Esta quemadura es un surco abierto en el territorio del sur; es una grieta a través de la cual debemos, como lectores, introducirnos hasta llegar al dolor de un pueblo heterogéneo que habita múltiples espacios y tiempos. La quemadura en el rostro de Zurita (Figura 3), en otros términos, es la estrella calcinada bajo la que todos viven; es la verdadera encarnación del “yo es otro” (Rimbaud 698), ya que la herida autoinfligida en el propio rostro hace presente el dolor común que liga a todos los cuerpos que son poseedores de un sistema nervioso. Un dolor que no puede ser del todo abstraído a los códigos estéticos, sino tan solo vivido. A este respecto, Zurita afirmó lo siguiente al recibir el Premio Iberoamericano de Poesía Pablo Neruda en el 2016: “Yo trabajo con mi vida y trato de que eso no sea una consigna. No porque mi vida tenga algo de ejemplar, sino porque creo que si podemos llegar al fondo de nosotros mismos sin autocompasión ni falsa solidaridad, es posible que lleguemos al fondo de la humanidad entera” (“Discurso” 19). Por todo lo anterior, considero que la obra poética y visual de Zurita se convierte en un territorio de contacto entre lo individual y lo colectivo, lo biográfico y lo artístico.

 Raúl Zurita exponiendo la quemadura autoinferida en su mejilla izquierda como acto de desesperación ante la dictadura militar
Figura 3.
Raúl Zurita exponiendo la quemadura autoinferida en su mejilla izquierda como acto de desesperación ante la dictadura militar


Fuente: fotografía de Lotty Rosenfeld, 1979 (Un mar de piedras).

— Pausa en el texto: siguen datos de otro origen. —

//! Router facade
//!
//! Ties the compiled route table, the navigator and the lazy component
//! caches together behind one render entry point.

use std::cell::RefCell;
use std::fmt;

use tracing::{debug, warn};

use crate::config::RouterConfig;
use crate::context::{RouteParams, RouterContext};
use crate::error::{Result, RouterError};
use crate::history::History;
use crate::link::Link;
use crate::module::{split_address, ModuleDirectory, ModuleRef, Page};
use crate::navigation::{Navigator, Subscription};
use crate::path::BasePath;
use crate::render::{
    compose, compose_not_found, render_element, ComponentCache, Element, Rendered, View,
};
use crate::route::{RouteMatch, RouteTable};

/// Client-side router over a module directory and a history backend
///
/// # Examples
///
/// ```
/// use rusty_router::{Loader, MemoryHistory, ModuleDirectory, Page, Router, RouterConfig};
///
/// let directory = ModuleDirectory::new("/app")
///     .with_page("/app/page", Loader::ready(Page::new(|_| "home".to_string())))
///     .with_page("/app/posts/[id]/page", Loader::ready(Page::new(|ctx| {
///         format!("post {}", ctx.param("id").unwrap_or_default())
///     })));
///
/// let router = Router::new(directory, RouterConfig::default(), MemoryHistory::new("/")).unwrap();
/// assert_eq!(router.render().unwrap().view, "home");
///
/// router.navigate("/posts/42").unwrap();
/// assert_eq!(router.render().unwrap().view, "post 42");
/// ```
pub struct Router<V, H> {
    config: RouterConfig,
    table: RefCell<RouteTable<V>>,
    not_found: RefCell<Option<ModuleRef<Page<V>>>>,
    navigator: Navigator<H>,
    components: ComponentCache<V>,
    /// Last match, keyed by the path it was computed for
    current: RefCell<Option<(String, Option<RouteMatch<V>>)>>,
}

impl<V: View + 'static, H: History + 'static> Router<V, H> {
    /// Compiles the directory and starts at the backend's current location
    ///
    /// Fails when the configuration is invalid or its route prefix does not
    /// match the directory's.
    pub fn new(directory: ModuleDirectory<V>, config: RouterConfig, history: H) -> Result<Self> {
        config.validate()?;
        check_route_prefix(&directory, &config)?;

        let table = RouteTable::compile(&directory, &config);
        let not_found = find_not_found(&directory, &config);
        let navigator = Navigator::new(history, BasePath::new(&config.base_path));

        debug!(
            routes = table.len(),
            custom_not_found = not_found.is_some(),
            pathname = %navigator.pathname(),
            "router created"
        );

        Ok(Self {
            config,
            table: RefCell::new(table),
            not_found: RefCell::new(not_found),
            navigator,
            components: ComponentCache::new(),
            current: RefCell::new(None),
        })
    }

    /// Recompiles the route table from a changed directory
    ///
    /// Lazy wrappers are keyed by loader identity, so modules whose loaders
    /// survive the change are not loaded again. Wrappers of loaders that are
    /// gone are dropped.
    pub fn reload(&self, directory: ModuleDirectory<V>) -> Result<()> {
        check_route_prefix(&directory, &self.config)?;

        let table = RouteTable::compile(&directory, &self.config);
        let not_found = find_not_found(&directory, &self.config);
        debug!(routes = table.len(), "route table reloaded");

        self.components.prune(&table, not_found.as_ref());
        *self.table.borrow_mut() = table;
        *self.not_found.borrow_mut() = not_found;
        self.current.borrow_mut().take();
        Ok(())
    }

    /// The route matching the current path, if any
    pub fn current_match(&self) -> Option<RouteMatch<V>> {
        let pathname = self.navigator.pathname();

        if let Some((path, cached)) = &*self.current.borrow() {
            if *path == pathname {
                return cached.clone();
            }
        }

        let found = self.table.borrow().match_path(&pathname);
        *self.current.borrow_mut() = Some((pathname, found.clone()));
        found
    }

    /// Navigation context for the current path
    pub fn context(&self) -> RouterContext {
        let params = self
            .current_match()
            .map(|m| m.params)
            .unwrap_or_else(RouteParams::new);

        RouterContext::new(self.navigator.pathname(), params, self.navigator.navigate_fn())
    }

    /// Element tree for the current path
    pub fn element(&self) -> Element<V> {
        match self.current_match() {
            Some(route_match) => compose(&route_match, &self.components),
            None => {
                let not_found = self.not_found.borrow();
                compose_not_found(not_found.as_ref().map(|module| {
                    (
                        module.address.as_str(),
                        self.components.pages.get_lazy(&module.loader),
                    )
                }))
            }
        }
    }

    /// Renders the current path
    ///
    /// Boundaries whose module is still loading render empty and contribute
    /// a future to [`Rendered::pending`].
    pub fn render(&self) -> Result<Rendered<V>> {
        let element = self.element();
        let rendered = render_element(&element, self.context());

        if let Err(RouterError::ModuleLoad { address, .. }) = &rendered {
            warn!(address = %address, "render aborted by failed module");
        }
        rendered
    }

    pub fn navigate(&self, to: &str) -> Result<()> {
        self.navigator.navigate(to)
    }

    /// Call after the backend moved back or forward
    pub fn sync_with_history(&self) {
        self.navigator.sync_with_history()
    }

    /// Re-render callback, run after every path change
    pub fn subscribe(&self, listener: impl Fn(&str) + 'static) -> Subscription {
        self.navigator.subscribe(listener)
    }
}

impl<V, H> Router<V, H> {
    pub fn pathname(&self) -> String {
        self.navigator.pathname()
    }

    pub fn base(&self) -> &BasePath {
        self.navigator.base()
    }

    pub fn config(&self) -> &RouterConfig {
        &self.config
    }

    pub fn navigator(&self) -> &Navigator<H> {
        &self.navigator
    }

    pub fn history(&self) -> &H {
        self.navigator.history()
    }

    /// Number of compiled routes
    pub fn route_count(&self) -> usize {
        self.table.borrow().len()
    }

    /// External `href` for a link, mount prefix applied
    pub fn href(&self, link: &Link) -> String {
        link.external_href(self.navigator.base())
    }
}

impl<V, H> fmt::Debug for Router<V, H> {
    fn fmt(&self, f: &mut fmt::Formatter<'_>) -> fmt::Result {
        f.debug_struct("Router")
            .field("navigator", &self.navigator)
            .field("routes", &self.table.borrow().len())
            .finish()
    }
}

fn check_route_prefix<V: 'static>(directory: &ModuleDirectory<V>, config: &RouterConfig) -> Result<()> {
    let expected = config.route_prefix.trim_end_matches('/');
    if directory.route_prefix() != expected {
        return Err(RouterError::Config(format!(
            "module directory is rooted at {:?} but route_prefix is {:?}",
            directory.route_prefix(),
            config.route_prefix
        )));
    }
    Ok(())
}

/// The root-level not-found module, if the directory has one
fn find_not_found<V: 'static>(
    directory: &ModuleDirectory<V>,
    config: &RouterConfig,
) -> Option<ModuleRef<Page<V>>> {
    directory
        .not_founds()
        .iter()
        .find(|(address, _)| {
            split_address(directory.route_prefix(), address)
                == Some(("", config.not_found_file.as_str()))
        })
        .map(|(address, loader)| ModuleRef::new(address, loader.clone()))
}

#[cfg(test)]
mod tests {
    use super::*;
    use crate::error::LoadError;
    use crate::history::MemoryHistory;
    use crate::module::{Layout, Loader};
    use pretty_assertions::assert_eq;
    use std::cell::Cell;
    use std::rc::Rc;

    fn page(text: &'static str) -> Loader<Page<String>> {
        Loader::ready(Page::new(move |_| text.to_string()))
    }

    fn router(directory: ModuleDirectory<String>, start: &str) -> Router<String, MemoryHistory> {
        Router::new(directory, RouterConfig::default(), MemoryHistory::new(start)).unwrap()
    }

    #[test]
    fn test_mismatched_route_prefix_rejected() {
        let directory: ModuleDirectory<String> = ModuleDirectory::new("/src/routes");
        let err = Router::new(directory, RouterConfig::default(), MemoryHistory::new("/")).unwrap_err();
        assert!(matches!(err, RouterError::Config(_)));
    }

    #[test]
    fn test_context_carries_params() {
        let directory = ModuleDirectory::new("/app").with_page("/app/posts/[id]/page", page("post"));
        let router = router(directory, "/posts/7");

        let ctx = router.context();
        assert_eq!(ctx.pathname(), "/posts/7");
        assert_eq!(ctx.param("id"), Some("7"));
    }

    #[test]
    fn test_unmatched_path_has_empty_params() {
        let router = router(ModuleDirectory::new("/app"), "/nowhere");
        assert!(router.current_match().is_none());
        assert!(router.context().params().is_empty());
        assert_eq!(router.render().unwrap().view, String::not_found());
    }

    #[test]
    fn test_match_memoized_per_path() {
        let directory = ModuleDirectory::new("/app")
            .with_page("/app/page", page("home"))
            .with_page("/app/about/page", page("about"));
        let router = router(directory, "/");

        let first = router.current_match().unwrap();
        let second = router.current_match().unwrap();
        assert!(Rc::ptr_eq(&first.route, &second.route));

        router.navigate("/about").unwrap();
        assert_eq!(router.current_match().unwrap().route.address(), "/app/about/page");
    }

    #[test]
    fn test_custom_not_found_only_at_root() {
        let directory = ModuleDirectory::new("/app")
            .with_not_found("/app/blog/not-found", page("blog 404"))
            .with_not_found("/app/not-found.tsx", page("root 404"));
        let router = router(directory, "/missing");

        assert_eq!(router.render().unwrap().view, "root 404");
    }

    #[test]
    fn test_reload_picks_up_new_pages() {
        let home = page("home");
        let router = router(ModuleDirectory::new("/app").with_page("/app/page", home.clone()), "/about");
        assert_eq!(router.render().unwrap().view, String::not_found());

        let directory = ModuleDirectory::new("/app")
            .with_page("/app/page", home)
            .with_page("/app/about/page", page("about"))
            .with_layout("/app/layout", Loader::ready(Layout::new(|_, c: String| format!("[{}]", c))));
        router.reload(directory).unwrap();

        assert_eq!(router.route_count(), 2);
        assert_eq!(router.render().unwrap().view, "[about]");
    }

    #[test]
    fn test_reload_drops_wrappers_of_removed_loaders() {
        let router = router(ModuleDirectory::new("/app").with_page("/app/page", page("v0")), "/");
        router.render().unwrap();

        for _ in 0..50 {
            let directory = ModuleDirectory::new("/app")
                .with_page("/app/page", page("fresh"))
                .with_layout("/app/layout", Loader::ready(Layout::new(|_, c: String| c)));
            router.reload(directory).unwrap();
            assert_eq!(router.render().unwrap().view, "fresh");
        }

        assert_eq!(router.components.pages.len(), 1);
        assert_eq!(router.components.layouts.len(), 1);
    }

    #[test]
    fn test_reload_keeps_surviving_wrappers() {
        let loads = Rc::new(Cell::new(0));
        let counter = Rc::clone(&loads);
        let home = Loader::new(move || {
            counter.set(counter.get() + 1);
            async { Ok::<_, LoadError>(Page::new(|_| "home".to_string())) }
        });
        let not_found = page("custom 404");

        let router = router(
            ModuleDirectory::new("/app")
                .with_page("/app/page", home.clone())
                .with_not_found("/app/not-found", not_found.clone()),
            "/",
        );
        router.render().unwrap();
        let before = router.components.pages.get_lazy(&home);

        router
            .reload(
                ModuleDirectory::new("/app")
                    .with_page("/app/page", home.clone())
                    .with_page("/app/about/page", page("about"))
                    .with_not_found("/app/not-found", not_found),
            )
            .unwrap();

        assert!(router.components.pages.get_lazy(&home).ptr_eq(&before));
        assert_eq!(router.render().unwrap().view, "home");
        assert_eq!(loads.get(), 1);

        router.navigate("/missing").unwrap();
        assert_eq!(router.render().unwrap().view, "custom 404");
    }

    #[test]
    fn test_href_uses_base_path() {
        let config = RouterConfig::default().with_base_path("/frontend/");
        let router: Router<String, _> =
            Router::new(ModuleDirectory::new("/app"), config, MemoryHistory::new("/frontend")).unwrap();

        assert_eq!(router.pathname(), "/");
        assert_eq!(router.href(&Link::new("/about")), "/frontend/about");
    }

}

Sin embargo, considero que Canto a su amor desaparecido presenta una dificultad particular al interior de la obra zuritiana, pues allí existe el intento de representar la muerte de un desaparecido,12 de ese “otro absoluto” que él/ella —Zurita o cualquier habitante del sur— pudo potencialmente ser y no fue. Ese otro impenetrable que convierte a los demás en un “resto”, en un reflejo carnal de lo aún-no-eliminado. Ese otro que es una extensión hecha recuerdo, fotografía, un nombre escrito en los volantes de “SE BUSCA” o “¿LO HA VISTO?”. Ese otro que, ahora, reside en la pura necrópolis del sur (es decir, en la ausencia del sur, en el sur negativo) y que ha dejado una huella entre los vivos.

Al comienzo de Canto a su amor desparecido una voz omnipresente afirma y pregunta lo siguiente: “Ahora Zurita —me largó— ya que de puro verso y desgarro pudiste entrar aquí, en nuestras pesadilla; ¿tú puedes decirme dónde está mi hijo?” (4). Y el poeta como respuesta utiliza su experiencia personal de desgarro no solo para hacer alusión al sufrimiento de su cuerpo, sino para referir su potencial desaparición: el sufrimiento de la posible ausencia de su materialidad física. Zurita intenta por medio del canto recuperar del olvido la memoria afectiva del no-cuerpo del desaparecido, las palabras del verdugo y la dolorosa búsqueda de los familiares que tratan de encontrar lo que ya no existe (un ejercicio que convierte sus vidas en una existencia cimentada sobre fantasmas). Memoria afectiva que ahora está representada en los murmullos de los muertos, a la manera de Pedro Páramo (1955), otro cementerio en la literatura latinoamericana. Sensaciones corporales referidas desde un estrato más allá de las superficies y las presencias; desde las cartografías desérticas de la pura necrópolis del sur. A continuación, presento tres fragmentos de los tres ángulos del suceso enunciado en Canto a su amor desaparecido:

  1. A) Las víctimas: “Nos descargaron cal y piedras encima. / Por un segundo temí que te hicieran / daño. / Ay amor, cuando sentí en el primer / estrépito me pegué un poco todavía más a ti. / Fue algo. / Sí, seguro fue algo. Sentí las piedras aplastándote y yo creí que gritarías, pero no. El / amor son las cosas que pasan. / Nuestro amor muerto no pasa […] Por eso nos hablamos, y con tu espi-/ nazo sostienes el mío. Y aunque nadie / lo verá, yo alguna vez pensé que sería bueno esto, que está bien […] Ahora todos son caídos menos / nosotros lo caídos. / Ahora todo el universo eres tú y yo / menos tú y yo” (14).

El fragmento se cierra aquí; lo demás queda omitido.